**Material for the task**
//! Vector autoregression with a constant, estimated equation-by-equation by OLS.
//!
//! Lag order is chosen by AIC over `0..=maxlags` with every trial fitted on the
//! same sample (the first `maxlags - p` rows are skipped for order `p`):
//!
//! ```text
//! AIC(p) = ln det Σ̂_mle + 2 (p k² + k) / T
//! ```

use nalgebra::DMatrix;
use rayon::prelude::*;
use tracing::debug;

use super::forecast::VarRepresentation;
use crate::error::AppError;
use crate::math::solve_least_squares;

/// Upper bound on trial lag orders.
pub const MAX_LAGS: usize = 12;

#[derive(Debug, Clone)]
pub struct VarModel {
    pub rep: VarRepresentation,
    /// `T × k` residuals, aligned with the last `T` rows of the input.
    pub residuals: DMatrix<f64>,
    /// Last `k_ar` observations, the forecast starting point.
    pub tail: DMatrix<f64>,
    pub nobs: usize,
    pub aic: f64,
}

impl VarModel {
    pub fn k_ar(&self) -> usize {
        self.rep.k_ar()
    }
}

/// AIC per trial order and the selected order.
#[derive(Debug, Clone)]
pub struct LagSelection {
    pub aic: Vec<f64>,
    pub selected: usize,
}

/// `min(12, n/4)`, reduced until the largest trial keeps positive residual df.
pub fn default_maxlags(nobs: usize, neqs: usize) -> usize {
    let mut maxlags = MAX_LAGS.min(nobs / 4);
    while maxlags > 0 && nobs - maxlags <= neqs * maxlags + 1 {
        maxlags -= 1;
    }
    maxlags
}

/// Fit order `p` on `data[offset..]` (rows are observations).
pub fn fit_var(data: &DMatrix<f64>, p: usize, offset: usize) -> Result<VarModel, AppError> {
    let (n, k) = data.shape();
    let start = offset + p;
    if n <= start {
        return Err(AppError::estimation("var", format!("{n} observations cannot support {p} lags")));
    }
    let t = n - start;
    let ncoef = 1 + k * p;
    if t <= ncoef {
        return Err(AppError::estimation(
            "var",
            format!("{t} usable observations for {ncoef} coefficients per equation"),
        ));
    }

    let y = data.rows(start, t).into_owned();
    let z = DMatrix::from_fn(t, ncoef, |r, c| {
        if c == 0 {
            return 1.0;
        }
        let lag = (c - 1) / k + 1;
        let var = (c - 1) % k;
        data[(start + r - lag, var)]
    });

    let b = solve_least_squares(&z, &y)
        .ok_or_else(|| AppError::estimation("var", format!("least squares failed at lag {p}")))?;
    let residuals = &y - &z * &b;
    let sse = residuals.transpose() * &residuals;
    let sigma_mle = &sse / t as f64;
    let sigma_u = &sse / (t - ncoef) as f64;

    let coefs = (0..p)
        .map(|j| DMatrix::from_fn(k, k, |i, l| b[(1 + j * k + l, i)]))
        .collect();

    let det = sigma_mle.determinant();
    let aic = if det > 0.0 {
        det.ln() + 2.0 * (p * k * k + k) as f64 / t as f64
    } else {
        f64::INFINITY
    };

    Ok(VarModel {
        rep: VarRepresentation {
            intercept: b.row(0).transpose(),
            coefs,
            sigma_u,
        },
        residuals,
        tail: data.rows(n - p, p).into_owned(),
        nobs: t,
        aic,
    })
}

/// Fit every order in parallel on a common sample and take the first AIC minimum.
pub fn select_order(data: &DMatrix<f64>, maxlags: usize) -> Result<LagSelection, AppError> {
    let aic: Vec<f64> = (0..=maxlags)
        .into_par_iter()
        .map(|p| {
            fit_var(data, p, maxlags - p)
                .map(|m| m.aic)
                .unwrap_or(f64::INFINITY)
        })
        .collect();

    let mut selected = None;
    for (p, &v) in aic.iter().enumerate() {
        if v.is_finite() && selected.is_none_or(|s: usize| v < aic[s]) {
            selected = Some(p);
        }
    }
    let selected = selected
        .ok_or_else(|| AppError::estimation("lag selection", "no lag order produced a finite AIC"))?;
    debug!(maxlags, selected, ?aic, "var lag order selected");
    Ok(LagSelection { aic, selected })
}
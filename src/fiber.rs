// Copyright 2025 The efx authors
//
// Licensed under the Apache License, Version 2.0, <LICENSE-APACHE or
// http://apache.org/licenses/LICENSE-2.0> or the MIT license <LICENSE-MIT or
// http://opensource.org/licenses/MIT>, at your option. This file may not be
// copied, modified, or distributed except according to those terms.

//! Fibers: user-space tasks interpreting effect trees.
//!
//! A fiber splits into two halves. The *shared* half ([`Inner`], reached
//! through reference-counted [`RawFiber`] handles) carries the atomic
//! lifecycle state, the exit slot, observers, supervised children and the
//! parked continuation of a suspended fiber. The *owned* half (the
//! continuation stack and friends, [`context::EvalState`]) moves with
//! whichever executor thread currently evaluates the fiber; exactly one
//! thread owns it at a time, and ownership migrates only through
//! [`Executor::submit`] or the suspension protocol on [`state::State`].
//!
//! [`Executor::submit`]: crate::executor::Executor::submit

pub(crate) mod context;
mod id;
mod state;

pub use id::FiberId;

use crate::cause::{Cause, Defect, ErasedCause, ErasedFailure, Failure};
use crate::effect::repr::{AnyValue, Erased, unbox};
use crate::effect::Effect;
use crate::executor::Executor;
use crate::exit::Exit;
use crate::fiber::context::EvalState;
use crate::fiber::state::{InterruptAction, State};
use crate::platform::Platform;
use crate::util::LockExt;
use core::fmt;
use core::marker::PhantomData;
use std::collections::BTreeMap;
use std::panic::{AssertUnwindSafe, catch_unwind};
use std::sync::{Arc, Mutex, Weak};
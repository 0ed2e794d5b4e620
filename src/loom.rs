// Copyright 2025 The efx authors
//
// Licensed under the Apache License, Version 2.0, <LICENSE-APACHE or
// http://apache.org/licenses/LICENSE-2.0> or the MIT license <LICENSE-MIT or
// http://opensource.org/licenses/MIT>, at your option. This file may not be
// copied, modified, or distributed except according to those terms.

use cfg_if::cfg_if;

cfg_if! {
    if #[cfg(loom)] {
        pub(crate) use loom::sync;
        #[cfg(test)]
        pub(crate) use loom::model;
        #[cfg(test)]
        pub(crate) use loom::thread;
    } else {
        pub(crate) mod sync {
            pub(crate) use std::sync::*;
        }

        #[cfg(test)]
        pub(crate) use std::thread;

        #[cfg(test)]
        #[inline(always)]
        pub(crate) fn model<R>(f: impl FnOnce() -> R) -> R {
            f()
        }
    }
}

**Task statement**
The lines to return are those in the entries above that include "exit".

**Answer section**
//! lifecycle state, the exit slot, observers, supervised children and the
use crate::exit::Exit;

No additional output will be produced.